Only in the sense that currently the world's economy depends on oil which thrusts it into an undeserved importance. The real solution is to divest ourselves of our dependence then we could allow Shias and Sunnis to squabble over the desert to their hearts' content.


James Aach said...

FYI: Stewart Brand, the founder of The Whole Earth Catalog mentioned in the linked article above, has also endorsed a thriller novel of nuclear power by a longtime industry insider (me). This story serves as a lay person's guide to the good and the bad of this power source. (There's plenty of both).
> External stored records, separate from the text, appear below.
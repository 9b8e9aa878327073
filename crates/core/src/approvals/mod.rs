use serde::{Deserialize, Serialize};
use thiserror::Error;

use crate::domain::user::{find_user, User, UserId, UserRole};
use crate::suggestions::Suggestion;

#[derive(Clone, Copy, Debug, PartialEq, Eq, Hash, PartialOrd, Ord, Serialize, Deserialize)]
#[serde(rename_all = "snake_case")]
pub enum ApprovalTrack {
    Content,
    Finance,
    Legal,
}

impl ApprovalTrack {
    pub const ALL: [ApprovalTrack; 3] = [Self::Content, Self::Finance, Self::Legal];

    pub fn as_str(&self) -> &'static str {
        match self {
            Self::Content => "content",
            Self::Finance => "finance",
            Self::Legal => "legal",
        }
    }

    /// Only the content track must be staffed before submission.
    pub fn is_required(&self) -> bool {
        matches!(self, Self::Content)
    }

    pub fn eligible_roles(&self) -> &'static [UserRole] {
        match self {
            Self::Content => &[UserRole::Manager, UserRole::Director, UserRole::Admin],
            Self::Finance => &[UserRole::Finance, UserRole::Director, UserRole::Admin],
            Self::Legal => &[UserRole::Legal, UserRole::Director, UserRole::Admin],
        }
    }

    pub fn accepts(&self, user: &User) -> bool {
        user.permissions.can_approve && self.eligible_roles().contains(&user.role)
    }
}

/// Roster members a human may pick for `track`, in roster order.
pub fn eligible_approvers(track: ApprovalTrack, roster: &[User]) -> Vec<&User> {
    roster.iter().filter(|user| track.accepts(user)).collect()
}

/// Approvers chosen for a contract.
///
/// Values are never edited in place: every change yields a new selection.
#[derive(Clone, Debug, Default, PartialEq, Eq, Serialize, Deserialize)]
pub struct ApprovalSelection {
    #[serde(default)]
    pub content: Option<UserId>,
    #[serde(default)]
    pub finance: Option<UserId>,
    #[serde(default)]
    pub legal: Option<UserId>,
}

impl ApprovalSelection {
    pub fn from_suggestion(suggestion: &Suggestion) -> Self {
        Self {
            content: suggestion.approver(ApprovalTrack::Content).cloned(),
            finance: suggestion.approver(ApprovalTrack::Finance).cloned(),
            legal: suggestion.approver(ApprovalTrack::Legal).cloned(),
        }
    }

    pub fn approver(&self, track: ApprovalTrack) -> Option<&UserId> {
        match track {
            ApprovalTrack::Content => self.content.as_ref(),
            ApprovalTrack::Finance => self.finance.as_ref(),
            ApprovalTrack::Legal => self.legal.as_ref(),
        }
    }

    #[must_use]
    pub fn with_approver(&self, track: ApprovalTrack, approver: Option<UserId>) -> Self {
        let mut next = self.clone();
        match track {
            ApprovalTrack::Content => next.content = approver,
            ApprovalTrack::Finance => next.finance = approver,
            ApprovalTrack::Legal => next.legal = approver,
        }
        next
    }

    pub fn is_submittable(&self) -> bool {
        self.content.is_some()
    }

    /// Checks the selection against the roster before it is submitted.
    ///
    /// The mandatory content approver is checked first, then each staffed
    /// track in content, finance, legal order.
    pub fn validate(&self, roster: &[User]) -> Result<(), SelectionError> {
        for track in ApprovalTrack::ALL.into_iter().filter(ApprovalTrack::is_required) {
            if self.approver(track).is_none() {
                return Err(SelectionError::MissingRequiredApprover { track });
            }
        }

        for track in ApprovalTrack::ALL {
            let Some(approver) = self.approver(track) else {
                continue;
            };

            let Some(user) = find_user(roster, approver) else {
                return Err(SelectionError::UnknownApprover { track, approver: approver.clone() });
            };

            if !track.accepts(user) {
                return Err(SelectionError::IneligibleApprover {
                    track,
                    approver: approver.clone(),
                    role: user.role,
                });
            }
        }

        Ok(())
    }
}

#[derive(Clone, Debug, PartialEq, Eq, Error)]
pub enum SelectionError {
    #[error("a {} approver is required", .track.as_str())]
    MissingRequiredApprover { track: ApprovalTrack },
    #[error("{} approver `{}` is not on the roster", .track.as_str(), .approver.as_str())]
    UnknownApprover { track: ApprovalTrack, approver: UserId },
    #[error(
        "{} approver `{}` with role `{}` cannot approve this track",
        .track.as_str(),
        .approver.as_str(),
        .role.as_str()
    )]
    IneligibleApprover { track: ApprovalTrack, approver: UserId, role: UserRole },
}

#[cfg(test)]
mod tests {
    use super::{eligible_approvers, ApprovalSelection, ApprovalTrack, SelectionError};
    use crate::domain::user::{Permissions, User, UserId, UserRole};
    use crate::suggestions::{Suggestion, SuggestionReason, TrackSuggestion};

    fn approver(id: &str, role: UserRole) -> User {
        User {
            id: UserId::from(id),
            name: id.to_string(),
            role,
            permissions: Permissions { can_approve: true, ..Permissions::default() },
        }
    }

    fn roster() -> Vec<User> {
        let mut observer = approver("u-mgr-observer", UserRole::Manager);
        observer.permissions.can_approve = false;
        vec![
            approver("u-employee", UserRole::Employee),
            approver("u-manager", UserRole::Manager),
            observer,
            approver("u-director", UserRole::Director),
            approver("u-finance", UserRole::Finance),
            approver("u-legal", UserRole::Legal),
            approver("u-admin", UserRole::Admin),
        ]
    }

    fn ids(users: Vec<&User>) -> Vec<&str> {
        users.into_iter().map(|user| user.id.as_str()).collect()
    }

    #[test]
    fn eligible_approvers_require_permission_and_role() {
        let roster = roster();

        assert_eq!(
            ids(eligible_approvers(ApprovalTrack::Content, &roster)),
            vec!["u-manager", "u-director", "u-admin"]
        );
        assert_eq!(
            ids(eligible_approvers(ApprovalTrack::Finance, &roster)),
            vec!["u-director", "u-finance", "u-admin"]
        );
        assert_eq!(
            ids(eligible_approvers(ApprovalTrack::Legal, &roster)),
            vec!["u-director", "u-legal", "u-admin"]
        );
    }

    #[test]
    fn selection_is_seeded_from_suggestion() {
        let suggestion = Suggestion {
            content: Some(TrackSuggestion {
                approver: UserId::from("u-manager"),
                reason: SuggestionReason::ManagerForMidValue,
            }),
            finance: None,
            legal: Some(TrackSuggestion {
                approver: UserId::from("u-legal"),
                reason: SuggestionReason::LegalReviewForCommercial,
            }),
        };

        let selection = ApprovalSelection::from_suggestion(&suggestion);
        assert_eq!(selection.content, Some(UserId::from("u-manager")));
        assert_eq!(selection.finance, None);
        assert_eq!(selection.legal, Some(UserId::from("u-legal")));
    }

    #[test]
    fn overriding_a_track_returns_a_new_selection() {
        let original = ApprovalSelection {
            content: Some(UserId::from("u-manager")),
            ..ApprovalSelection::default()
        };

        let updated = original
            .with_approver(ApprovalTrack::Content, Some(UserId::from("u-director")))
            .with_approver(ApprovalTrack::Finance, Some(UserId::from("u-finance")));

        assert_eq!(original.content, Some(UserId::from("u-manager")));
        assert_eq!(original.finance, None);
        assert_eq!(updated.content, Some(UserId::from("u-director")));
        assert_eq!(updated.finance, Some(UserId::from("u-finance")));
    }

    #[test]
    fn missing_content_approver_blocks_submission() {
        let selection = ApprovalSelection {
            finance: Some(UserId::from("u-finance")),
            ..ApprovalSelection::default()
        };

        assert!(!selection.is_submittable());
        assert_eq!(
            selection.validate(&roster()),
            Err(SelectionError::MissingRequiredApprover { track: ApprovalTrack::Content })
        );
    }

    #[test]
    fn unknown_approver_is_rejected() {
        let selection = ApprovalSelection {
            content: Some(UserId::from("u-manager")),
            legal: Some(UserId::from("u-ghost")),
            ..ApprovalSelection::default()
        };

        assert_eq!(
            selection.validate(&roster()),
            Err(SelectionError::UnknownApprover {
                track: ApprovalTrack::Legal,
                approver: UserId::from("u-ghost"),
            })
        );
    }

    #[test]
    fn approver_without_permission_or_role_is_rejected() {
        let without_permission = ApprovalSelection {
            content: Some(UserId::from("u-mgr-observer")),
            ..ApprovalSelection::default()
        };
        assert!(matches!(
            without_permission.validate(&roster()),
            Err(SelectionError::IneligibleApprover { track: ApprovalTrack::Content, .. })
        ));

        let wrong_role = ApprovalSelection {
            content: Some(UserId::from("u-manager")),
            finance: Some(UserId::from("u-legal")),
            ..ApprovalSelection::default()
        };
        let error = wrong_role.validate(&roster()).expect_err("legal cannot staff finance");
        assert_eq!(
            error.to_string(),
            "finance approver `u-legal` with role `legal` cannot approve this track"
        );
    }

    #[test]
    fn fully_staffed_selection_is_valid() {
        let selection = ApprovalSelection {
            content: Some(UserId::from("u-director")),
            finance: Some(UserId::from("u-finance")),
            legal: Some(UserId::from("u-admin")),
        };

        assert_eq!(selection.validate(&roster()), Ok(()));
    }
}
The book is available at no cost to readers at - and they seem to like it, judging from their homepage comments.

Anonymous said...

Modern designs have made nuclear power plants much, much safer. Really, there have been few if any deaths linked to commercial generation of electricity by nuclear fission.

An interesting variation on the uranium-fueled plant is the 'Energy Amplifier' described in part by Carlo Rubbia, former director of CERN.

The basic idea is that you don't have a self-sustaining nuclear reaction; you must supply the neutrons via a particle accelerator. If you shut off the supply of neutrons, the reaction cycle just shuts down.

It also uses thorium, which is much more plentiful than the purified uranium in a conventional plant.

The radioactive waste products have a half-life measured in decades or centuries, not 10,000 years.

It is less likely to be a source of plutonium that can be used to make nuclear weapons, which is the goal of Iran.

We definitely need to move away from an oil-powered economy. That is one of the reasons the middle east is so unstable. Tons of money.

Anonymous said...

Your notion of regime change is a proper question. We don't march into these other countries because they are not a threat to the US, nor are they of strategic interest to the US.

That said, the evil that is inherent in these area is indeed ripe for removal.

The US will not do it alone, nor should it. I challenge the European Union to join with the US and other interested parties to intervene in these tragic conflicts.